DATA SHOWN →
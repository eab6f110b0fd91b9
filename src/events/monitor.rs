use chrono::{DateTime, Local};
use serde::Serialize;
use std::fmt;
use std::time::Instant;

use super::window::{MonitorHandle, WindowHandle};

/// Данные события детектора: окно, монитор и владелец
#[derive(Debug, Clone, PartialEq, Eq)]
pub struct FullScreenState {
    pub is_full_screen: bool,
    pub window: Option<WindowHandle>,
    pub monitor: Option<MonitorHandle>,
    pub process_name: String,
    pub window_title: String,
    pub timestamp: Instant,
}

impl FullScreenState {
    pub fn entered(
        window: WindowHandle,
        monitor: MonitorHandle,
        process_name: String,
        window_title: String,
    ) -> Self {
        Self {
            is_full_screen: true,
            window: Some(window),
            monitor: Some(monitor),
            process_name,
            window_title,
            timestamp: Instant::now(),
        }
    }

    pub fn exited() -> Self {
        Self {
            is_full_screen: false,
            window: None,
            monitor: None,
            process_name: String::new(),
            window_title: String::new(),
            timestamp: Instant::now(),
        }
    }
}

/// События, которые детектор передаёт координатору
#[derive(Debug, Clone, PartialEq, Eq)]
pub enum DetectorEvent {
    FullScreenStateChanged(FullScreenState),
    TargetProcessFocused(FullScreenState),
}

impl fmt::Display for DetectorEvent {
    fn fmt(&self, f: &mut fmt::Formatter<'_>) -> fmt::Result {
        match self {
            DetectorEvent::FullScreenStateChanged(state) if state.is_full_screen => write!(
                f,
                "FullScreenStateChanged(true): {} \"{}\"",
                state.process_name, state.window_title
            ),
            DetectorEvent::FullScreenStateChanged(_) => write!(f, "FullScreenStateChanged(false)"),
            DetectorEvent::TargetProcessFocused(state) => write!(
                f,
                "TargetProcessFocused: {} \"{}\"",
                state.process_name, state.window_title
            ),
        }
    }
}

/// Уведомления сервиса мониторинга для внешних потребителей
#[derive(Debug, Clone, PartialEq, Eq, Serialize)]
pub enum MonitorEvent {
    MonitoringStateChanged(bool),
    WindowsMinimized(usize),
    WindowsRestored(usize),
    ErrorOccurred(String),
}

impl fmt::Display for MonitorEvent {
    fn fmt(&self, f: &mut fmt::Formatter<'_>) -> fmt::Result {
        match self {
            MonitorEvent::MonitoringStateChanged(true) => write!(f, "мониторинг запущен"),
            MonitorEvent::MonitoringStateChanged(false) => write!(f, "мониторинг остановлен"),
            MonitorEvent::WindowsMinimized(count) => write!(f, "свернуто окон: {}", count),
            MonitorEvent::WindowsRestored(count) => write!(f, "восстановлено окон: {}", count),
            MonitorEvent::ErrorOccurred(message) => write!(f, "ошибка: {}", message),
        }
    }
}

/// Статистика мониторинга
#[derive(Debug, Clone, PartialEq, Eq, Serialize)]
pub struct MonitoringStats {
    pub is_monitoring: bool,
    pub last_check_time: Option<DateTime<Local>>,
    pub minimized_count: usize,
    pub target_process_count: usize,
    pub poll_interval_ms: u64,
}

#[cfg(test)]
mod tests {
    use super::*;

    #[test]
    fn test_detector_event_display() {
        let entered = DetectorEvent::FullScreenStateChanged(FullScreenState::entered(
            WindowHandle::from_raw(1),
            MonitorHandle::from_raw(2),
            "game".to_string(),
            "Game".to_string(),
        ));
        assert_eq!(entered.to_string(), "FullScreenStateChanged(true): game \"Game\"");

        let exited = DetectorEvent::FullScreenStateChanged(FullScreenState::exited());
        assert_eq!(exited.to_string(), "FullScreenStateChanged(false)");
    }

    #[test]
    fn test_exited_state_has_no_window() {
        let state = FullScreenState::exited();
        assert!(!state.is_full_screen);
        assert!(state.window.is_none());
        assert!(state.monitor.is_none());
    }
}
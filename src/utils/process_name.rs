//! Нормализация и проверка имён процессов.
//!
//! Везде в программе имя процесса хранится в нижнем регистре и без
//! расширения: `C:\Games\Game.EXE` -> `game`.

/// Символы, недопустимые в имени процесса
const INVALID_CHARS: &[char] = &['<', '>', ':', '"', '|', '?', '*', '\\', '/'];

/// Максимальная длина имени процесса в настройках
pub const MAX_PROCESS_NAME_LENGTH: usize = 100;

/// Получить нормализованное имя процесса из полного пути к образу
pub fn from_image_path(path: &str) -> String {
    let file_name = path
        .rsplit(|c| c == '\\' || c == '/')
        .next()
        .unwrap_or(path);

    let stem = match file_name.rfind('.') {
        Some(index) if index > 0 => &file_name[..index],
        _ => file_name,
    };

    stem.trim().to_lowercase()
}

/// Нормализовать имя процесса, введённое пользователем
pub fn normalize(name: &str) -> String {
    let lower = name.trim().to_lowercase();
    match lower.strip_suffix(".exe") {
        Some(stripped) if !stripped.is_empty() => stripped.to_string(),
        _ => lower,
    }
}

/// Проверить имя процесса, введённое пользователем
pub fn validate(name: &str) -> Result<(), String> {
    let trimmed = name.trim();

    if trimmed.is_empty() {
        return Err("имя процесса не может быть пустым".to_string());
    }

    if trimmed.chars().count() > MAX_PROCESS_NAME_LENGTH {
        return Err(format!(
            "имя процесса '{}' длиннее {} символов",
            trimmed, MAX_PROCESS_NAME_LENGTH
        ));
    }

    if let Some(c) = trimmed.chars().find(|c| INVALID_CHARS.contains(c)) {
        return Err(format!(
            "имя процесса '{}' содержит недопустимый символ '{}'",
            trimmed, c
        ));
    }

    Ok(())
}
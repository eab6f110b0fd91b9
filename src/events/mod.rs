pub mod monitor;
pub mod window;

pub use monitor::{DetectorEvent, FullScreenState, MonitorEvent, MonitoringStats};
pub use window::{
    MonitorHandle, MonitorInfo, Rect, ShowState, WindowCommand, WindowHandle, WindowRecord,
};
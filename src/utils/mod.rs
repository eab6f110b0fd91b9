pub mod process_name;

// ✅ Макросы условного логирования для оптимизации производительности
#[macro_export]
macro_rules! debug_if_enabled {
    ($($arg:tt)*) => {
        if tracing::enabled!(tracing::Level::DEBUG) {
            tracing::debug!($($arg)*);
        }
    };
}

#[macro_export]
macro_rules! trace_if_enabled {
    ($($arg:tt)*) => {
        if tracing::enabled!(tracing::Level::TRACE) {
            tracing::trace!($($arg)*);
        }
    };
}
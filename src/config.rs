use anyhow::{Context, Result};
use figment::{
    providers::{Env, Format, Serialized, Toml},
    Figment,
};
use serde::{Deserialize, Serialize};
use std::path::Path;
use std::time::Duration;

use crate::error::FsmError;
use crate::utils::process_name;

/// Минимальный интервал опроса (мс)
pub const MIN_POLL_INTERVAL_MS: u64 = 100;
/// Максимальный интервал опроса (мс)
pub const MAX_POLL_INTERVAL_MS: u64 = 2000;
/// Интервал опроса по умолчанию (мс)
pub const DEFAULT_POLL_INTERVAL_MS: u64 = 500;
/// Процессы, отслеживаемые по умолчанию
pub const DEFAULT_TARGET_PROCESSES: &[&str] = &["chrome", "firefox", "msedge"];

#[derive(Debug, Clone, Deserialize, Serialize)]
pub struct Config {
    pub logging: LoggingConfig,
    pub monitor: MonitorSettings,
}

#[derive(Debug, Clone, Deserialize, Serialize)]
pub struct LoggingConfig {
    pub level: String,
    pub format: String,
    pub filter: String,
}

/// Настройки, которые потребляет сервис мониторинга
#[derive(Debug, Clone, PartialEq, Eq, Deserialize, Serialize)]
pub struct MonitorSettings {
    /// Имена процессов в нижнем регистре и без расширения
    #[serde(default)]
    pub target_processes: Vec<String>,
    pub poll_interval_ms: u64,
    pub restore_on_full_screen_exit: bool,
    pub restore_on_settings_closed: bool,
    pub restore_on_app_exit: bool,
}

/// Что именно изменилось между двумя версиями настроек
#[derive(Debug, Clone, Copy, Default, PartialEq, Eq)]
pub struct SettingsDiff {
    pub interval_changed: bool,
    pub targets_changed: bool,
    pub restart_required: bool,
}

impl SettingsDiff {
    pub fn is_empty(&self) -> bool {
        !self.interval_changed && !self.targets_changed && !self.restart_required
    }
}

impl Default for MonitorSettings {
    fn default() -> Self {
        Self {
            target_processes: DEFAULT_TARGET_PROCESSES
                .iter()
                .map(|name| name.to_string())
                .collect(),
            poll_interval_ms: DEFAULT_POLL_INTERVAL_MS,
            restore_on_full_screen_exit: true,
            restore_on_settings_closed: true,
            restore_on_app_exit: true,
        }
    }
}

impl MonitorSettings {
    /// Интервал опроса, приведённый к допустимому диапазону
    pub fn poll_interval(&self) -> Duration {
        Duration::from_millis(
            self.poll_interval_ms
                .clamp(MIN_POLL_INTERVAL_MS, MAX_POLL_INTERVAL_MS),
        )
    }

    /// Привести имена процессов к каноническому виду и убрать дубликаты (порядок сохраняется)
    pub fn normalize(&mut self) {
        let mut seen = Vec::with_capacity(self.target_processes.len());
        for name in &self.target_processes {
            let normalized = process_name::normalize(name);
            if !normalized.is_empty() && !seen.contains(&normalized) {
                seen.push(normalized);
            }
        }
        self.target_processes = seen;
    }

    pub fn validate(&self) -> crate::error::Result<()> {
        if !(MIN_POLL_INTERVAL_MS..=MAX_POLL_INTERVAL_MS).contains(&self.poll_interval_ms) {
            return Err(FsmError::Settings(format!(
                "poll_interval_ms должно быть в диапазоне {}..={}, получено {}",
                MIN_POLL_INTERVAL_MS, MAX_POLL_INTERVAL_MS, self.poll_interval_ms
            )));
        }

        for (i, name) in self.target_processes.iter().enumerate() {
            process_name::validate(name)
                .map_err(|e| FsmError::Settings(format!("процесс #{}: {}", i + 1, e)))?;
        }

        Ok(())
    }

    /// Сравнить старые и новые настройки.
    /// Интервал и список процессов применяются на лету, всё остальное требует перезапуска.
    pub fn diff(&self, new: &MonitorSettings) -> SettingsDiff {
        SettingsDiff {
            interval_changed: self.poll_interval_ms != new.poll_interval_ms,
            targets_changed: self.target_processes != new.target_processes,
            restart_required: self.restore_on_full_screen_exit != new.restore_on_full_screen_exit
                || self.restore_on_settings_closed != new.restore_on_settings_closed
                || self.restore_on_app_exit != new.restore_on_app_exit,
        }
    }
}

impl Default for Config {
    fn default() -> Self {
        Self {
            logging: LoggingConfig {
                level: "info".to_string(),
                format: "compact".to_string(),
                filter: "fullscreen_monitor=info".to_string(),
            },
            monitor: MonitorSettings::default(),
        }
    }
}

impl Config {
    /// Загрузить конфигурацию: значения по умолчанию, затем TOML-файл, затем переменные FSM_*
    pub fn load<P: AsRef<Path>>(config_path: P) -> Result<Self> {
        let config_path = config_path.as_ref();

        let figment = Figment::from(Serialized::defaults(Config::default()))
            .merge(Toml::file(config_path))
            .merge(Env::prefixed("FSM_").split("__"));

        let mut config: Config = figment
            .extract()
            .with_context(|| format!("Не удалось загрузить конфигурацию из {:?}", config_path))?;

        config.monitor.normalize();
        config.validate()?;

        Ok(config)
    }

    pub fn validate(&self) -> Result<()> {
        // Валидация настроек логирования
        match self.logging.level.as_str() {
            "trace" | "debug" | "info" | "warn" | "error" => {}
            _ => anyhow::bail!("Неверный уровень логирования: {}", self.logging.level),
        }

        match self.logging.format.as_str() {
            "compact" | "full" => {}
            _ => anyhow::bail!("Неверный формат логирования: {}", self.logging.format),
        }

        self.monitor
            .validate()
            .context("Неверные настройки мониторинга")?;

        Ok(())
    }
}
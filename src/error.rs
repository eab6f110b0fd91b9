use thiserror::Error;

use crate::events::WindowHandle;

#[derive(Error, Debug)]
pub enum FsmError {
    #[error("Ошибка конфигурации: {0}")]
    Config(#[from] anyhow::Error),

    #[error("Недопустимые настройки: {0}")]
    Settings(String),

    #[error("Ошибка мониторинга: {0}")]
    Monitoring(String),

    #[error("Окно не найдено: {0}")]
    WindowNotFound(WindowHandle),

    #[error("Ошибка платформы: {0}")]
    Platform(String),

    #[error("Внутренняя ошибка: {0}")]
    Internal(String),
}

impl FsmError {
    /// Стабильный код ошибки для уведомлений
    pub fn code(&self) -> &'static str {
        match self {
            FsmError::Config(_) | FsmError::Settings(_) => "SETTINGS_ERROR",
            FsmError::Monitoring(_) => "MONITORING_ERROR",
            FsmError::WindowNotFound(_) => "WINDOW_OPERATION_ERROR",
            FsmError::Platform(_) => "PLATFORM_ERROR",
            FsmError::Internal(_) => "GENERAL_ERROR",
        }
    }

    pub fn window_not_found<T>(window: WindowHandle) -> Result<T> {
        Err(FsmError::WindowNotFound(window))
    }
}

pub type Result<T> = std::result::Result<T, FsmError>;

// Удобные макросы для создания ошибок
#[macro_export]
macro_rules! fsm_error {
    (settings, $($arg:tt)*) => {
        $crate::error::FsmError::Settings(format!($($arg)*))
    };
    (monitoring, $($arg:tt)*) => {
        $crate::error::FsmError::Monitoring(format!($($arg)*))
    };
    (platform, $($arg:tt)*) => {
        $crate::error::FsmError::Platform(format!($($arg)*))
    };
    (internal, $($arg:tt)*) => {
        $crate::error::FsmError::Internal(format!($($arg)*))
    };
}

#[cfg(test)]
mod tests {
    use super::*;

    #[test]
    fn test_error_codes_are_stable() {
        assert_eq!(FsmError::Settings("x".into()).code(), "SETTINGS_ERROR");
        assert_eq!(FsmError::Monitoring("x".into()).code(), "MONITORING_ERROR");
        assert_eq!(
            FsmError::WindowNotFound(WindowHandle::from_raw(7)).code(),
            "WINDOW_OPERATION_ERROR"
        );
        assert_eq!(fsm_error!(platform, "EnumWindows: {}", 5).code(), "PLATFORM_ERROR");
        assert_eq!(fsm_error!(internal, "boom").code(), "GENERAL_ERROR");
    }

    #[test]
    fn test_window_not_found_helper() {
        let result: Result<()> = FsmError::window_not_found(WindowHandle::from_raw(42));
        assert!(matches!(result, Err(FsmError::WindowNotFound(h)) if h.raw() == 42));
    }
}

WHAT IS NEEDED → Wherever a line holds the word "MonitoringStats", copy that line out of the entries above.

WRITTEN ANSWER →
pub struct MonitoringStats {
pub use monitor::{DetectorEvent, FullScreenState, MonitorEvent, MonitoringStats};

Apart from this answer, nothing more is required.